Southeast Asia: Table of Contents
Organizer: Patricio N. Abinales, Ohio University
Chair: Vicente Rafael, University of California, San Diego
Discussant: Thongchai Winichakul, University of Wisconsin, Madison
The last decade of the 20th century is also the decade of "centennials" among Filipinos, recalling as it does the nationalist moments of the 1890s. This double panel examines the legacies and implications of the eruption and domestication of nationalisms force. Alternately and at times simultaneously liberative and oppressive, destructive of old hierarchies and productive of new ones, resistant to and complicitous with regimes of state, sexual and social inequalities, nationalism has been the dominant means for giving form to "Philippine history." Whether as a movement among elites eager to secure their place on the social map, an idiom of class conflict, a disciplinary rhetoric that suppresses differences among left or right wing groups, or as a racially inflected notion with which to define a diasporic population, nationalism works to contest and contain the limits of what we may think of as "Filipino."
The panel examines the contradictory impulses, uneven articulations and power-laden effects of nationalism on the places, practices and peoples. The panelists are a diverse group of scholars whose engagements of nationalisms questions come from a variety of political and social locations, but who all share a common skepticism regarding the celebratory cant surrounding the centennial memorialization of the Philippine nation-state.

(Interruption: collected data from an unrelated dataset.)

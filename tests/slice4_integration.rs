//! Integration tests for Slice 4
//!
//! Tests whole matches: simulated camera → Duel → AI → resolution → snapshot

use pretty_assertions::assert_eq;
use rand::rngs::mock::StepRng;
use qiduel::core::{AiPolicy, Duel, Pose, Simulator};
use qiduel::types::{Move, RhythmState, Winner};
use qiduel::{DuelError, MatchConfig, TempoMode};

fn pose(words: &str) -> Pose {
    words.parse().unwrap()
}

/// An opponent whose every draw is 0.0: it always takes the first
/// affordable option, which at low qi is the light guard
fn guarding_ai() -> AiPolicy<StepRng> {
    AiPolicy::with_rng(StepRng::new(0, 0))
}

#[test]
fn test_charge_then_break_guard() {
    let mut duel = Duel::with_ai(MatchConfig::default(), guarding_ai());
    let mut sim = Simulator::new(0, 650);
    duel.start_match(sim.now());

    let first = sim.play_round(&mut duel, &pose("fist fist")).unwrap();
    assert_eq!(first.player.played, Move::Luck);
    assert_eq!(first.ai.played, Move::Defense1);
    assert_eq!(duel.state().player_qi, 1.0);

    sim.play_round(&mut duel, &pose("fist fist")).unwrap();
    assert_eq!(duel.state().player_qi, 2.0);
    assert_eq!(duel.rhythm_state(), RhythmState::Waiting);

    let last = sim.play_round(&mut duel, &pose("gun gun")).unwrap();
    assert_eq!(last.player.played, Move::Attack2);
    assert!(last.ai.hit);
    assert_eq!(last.winner, Winner::Player);

    let snapshot = duel.snapshot();
    assert!(snapshot.terminal);
    assert_eq!(snapshot.round, 3);
    assert_eq!(snapshot.player_qi, 1.0);
    assert_eq!(snapshot.winner, Winner::Player);
    // Clock halts on the action beat, so the AI's move stays on screen
    assert_eq!(snapshot.rhythm_state, RhythmState::Action);
    assert_eq!(snapshot.ai_icon(), Move::Defense1.cue().icon);

    // Nothing more to play until restart
    assert!(sim.play_round(&mut duel, &pose("fist fist")).is_none());
    assert_eq!(duel.state().round, 3);
}

#[test]
fn test_single_tier_match_cannot_break_guard() {
    let config = MatchConfig { tiered: false, ..MatchConfig::default() };
    let mut duel = Duel::with_ai(config, guarding_ai());
    let mut sim = Simulator::new(0, 650);
    duel.start_match(sim.now());

    sim.play_round(&mut duel, &pose("fist fist"));
    sim.play_round(&mut duel, &pose("fist fist"));
    let shot = sim.play_round(&mut duel, &pose("gun gun")).unwrap();

    assert_eq!(shot.player.played, Move::Attack1);
    assert!(!shot.ai.hit);
    assert!(!duel.is_terminal());
    assert_eq!(duel.state().player_qi, 1.5);
}

#[test]
fn test_clap_restarts_finished_match() {
    let mut duel = Duel::with_ai(MatchConfig::default(), guarding_ai());
    let mut sim = Simulator::new(0, 650);
    duel.start_match(sim.now());
    sim.play_round(&mut duel, &pose("fist fist"));
    sim.play_round(&mut duel, &pose("gun"));
    // A light shot into a light guard is blocked; charge and go heavy
    sim.play_round(&mut duel, &pose("fist fist"));
    sim.play_round(&mut duel, &pose("gun gun"));
    assert!(duel.is_terminal());

    // A command restart is fine once the match is over
    assert!(duel.restart_after_terminal(sim.now()).is_ok());
    sim.play_round(&mut duel, &pose("fist fist"));
    assert!(!duel.is_terminal());
    assert!(matches!(
        duel.restart_after_terminal(sim.now()),
        Err(DuelError::RestartRejected { round: 1 })
    ));
}

#[test]
fn test_clap_gesture_restart() {
    let mut duel = Duel::with_ai(MatchConfig::default(), guarding_ai());
    let mut sim = Simulator::new(0, 650);
    duel.start_match(sim.now());
    sim.play_round(&mut duel, &pose("fist fist"));
    sim.play_round(&mut duel, &pose("fist fist"));
    sim.play_round(&mut duel, &pose("gun gun"));
    assert!(duel.is_terminal());

    sim.clap(&mut duel);
    let snapshot = duel.snapshot();
    assert!(!snapshot.terminal);
    assert_eq!(snapshot.round, 0);
    assert_eq!(snapshot.player_qi, 0.0);
    assert_eq!(snapshot.ai_qi, 0.0);
    assert_eq!(snapshot.winner, Winner::None);
    assert_eq!(snapshot.rhythm_state, RhythmState::Waiting);
    assert_eq!(duel.clock().t1(), None);

    // The restart clap is spent; a fresh lead-in plays the next round
    let outcome = sim.play_round(&mut duel, &pose("fist fist")).unwrap();
    assert_eq!(outcome.player.played, Move::Luck);
    assert_eq!(duel.state().round, 1);
    assert_eq!(duel.state().player_qi, 1.0);
}

#[test]
fn test_seeded_matches_replay_identically() {
    let script = [
        "fist fist", "open open", "gun", "fist fist", "gun gun", "open", "fist fist", "gun gun",
    ];

    let play = |seed: u64| {
        let config = MatchConfig { ai_seed: Some(seed), ..MatchConfig::default() };
        let mut duel = Duel::new(config);
        let mut sim = Simulator::new(0, 700);
        duel.start_match(sim.now());
        let mut history = Vec::new();
        for words in script.iter().cycle().take(40) {
            match sim.play_round(&mut duel, &pose(words)) {
                Some(outcome) => history.push(outcome),
                None => break,
            }
        }
        (history, duel.state().clone())
    };

    let (a_history, a_state) = play(2024);
    let (b_history, b_state) = play(2024);
    assert_eq!(a_history, b_history);
    assert_eq!(a_state, b_state);

    // Whatever happened, the economy stayed sound
    for outcome in &a_history {
        assert!(outcome.player.qi_after >= 0.0);
        assert!(outcome.ai.qi_after >= 0.0);
    }
    let terminal_rounds = a_history.iter().filter(|o| o.terminal).count();
    assert!(terminal_rounds <= 1);
    assert_eq!(a_state.terminal, terminal_rounds == 1);
}

#[test]
fn test_fixed_tempo_match_uses_configured_interval() {
    let config = MatchConfig {
        tempo: TempoMode::Fixed { interval_ms: 800, auto_continue: false },
        ..MatchConfig::default()
    };
    let mut duel = Duel::with_ai(config, guarding_ai());
    let mut sim = Simulator::new(0, 300);
    duel.start_match(sim.now());

    let outcome = sim.play_round(&mut duel, &pose("open")).unwrap();
    assert_eq!(outcome.player.played, Move::Defense1);
    assert_eq!(duel.clock().interval_ms(), 800);
    assert_eq!(duel.clock().cooldown_ms(), 1600);
}

#[test]
fn test_config_from_json() {
    let config = MatchConfig::from_json(
        r#"{"tempo": {"mode": "fixed", "interval_ms": 500}, "tiered": false, "ai_seed": 7}"#,
    )
    .unwrap();
    assert_eq!(config.tempo, TempoMode::Fixed { interval_ms: 500, auto_continue: false });
    assert!(!config.tiered);
    assert_eq!(config.ai_seed, Some(7));

    let err = MatchConfig::from_json(r#"{"tempo": {"mode": "fixed", "interval_ms": 1300}}"#)
        .unwrap_err();
    assert!(matches!(err, DuelError::BeatIntervalOutOfRange { got: 1300, .. }));

    assert!(matches!(
        MatchConfig::from_json("{not json"),
        Err(DuelError::Json(_))
    ));
}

Ambeth R. Ocampo, City College of Manila
State ceremonial reflects the ritual and ceremonial of the Roman Catholic Church. If the Church has religion, the State has nationalism. The Church has an elaborate calendar of solemnities, feasts and memorials, the State has national and local working and non-working holidays. The Church has a pantheon of saints, while the State has a pantheon of heroes. Both Church and State venerate relics.
In 1918 the bones of Andres Bonifacio, Supremo of the Philippine Revolution of 1896, were exhumed in Maragondon, Cavite. They were reverently placed in a wooden box and exposed for veneration in the Maragondon town hall before everything was transported to Manila for national veneration. The bones were also exhibited, together with other relics of the revolution, in the pre-war National Museum, namely: Bonifacios armchair, Bonifacios bolo, and Bonifacios revolver. Everything would have been fine, except that the authenticity of these relics was challenged. Then the bones disappeared and were never seen again. Research into the provenance of the Bonifacio bones revealed that relics, like mirrors, reflect and refract a part of pre-war Philippine life and history. As physical objects these relics, when taken out of their context, have no fixed value or meaning. Relics only take on as much meaning as that given them by people in a community. Relics, regardless of authenticity, are signs and symbols used and abused by the state to foster a particular view of history, to instill a sense of patriotism and nationalism in its citizens.
Vicente Rafael, University of California, San Diego
This paper argues for an understanding of the origins of nationalism in the Philippines from the perspective of a history of translation practices. Focusing on the writings of the first generation of Filipino nationalists in the 1880s and early 90s, I locate the ilustrado fascination with the learning of Castilian and their animosity towards the Spanish friars as two moments in a common obsession with the materialities of communication.
Philippine nationalism did not thus originate with the concern for "identity" but in the transmission of messages across social and linguistic borders. It is in this sense that we can understand nationalism as a practice of translation, here taken to mean the coming into contact with the foreign and its subsequent reformulation into an element of oneself. It is about the discovery of an alien aspect residing within colonial society and its translation into a basis for a future history. Before nationalism can be thought of, then, as a clash between colonizers and colonized, or between elites and non-elitesthat is, as the articulation of racial and class conflictswe might think of it as first of all a linguistic politics arising from the irreducible foreignness of what comes to be recognized as "common" to the nation.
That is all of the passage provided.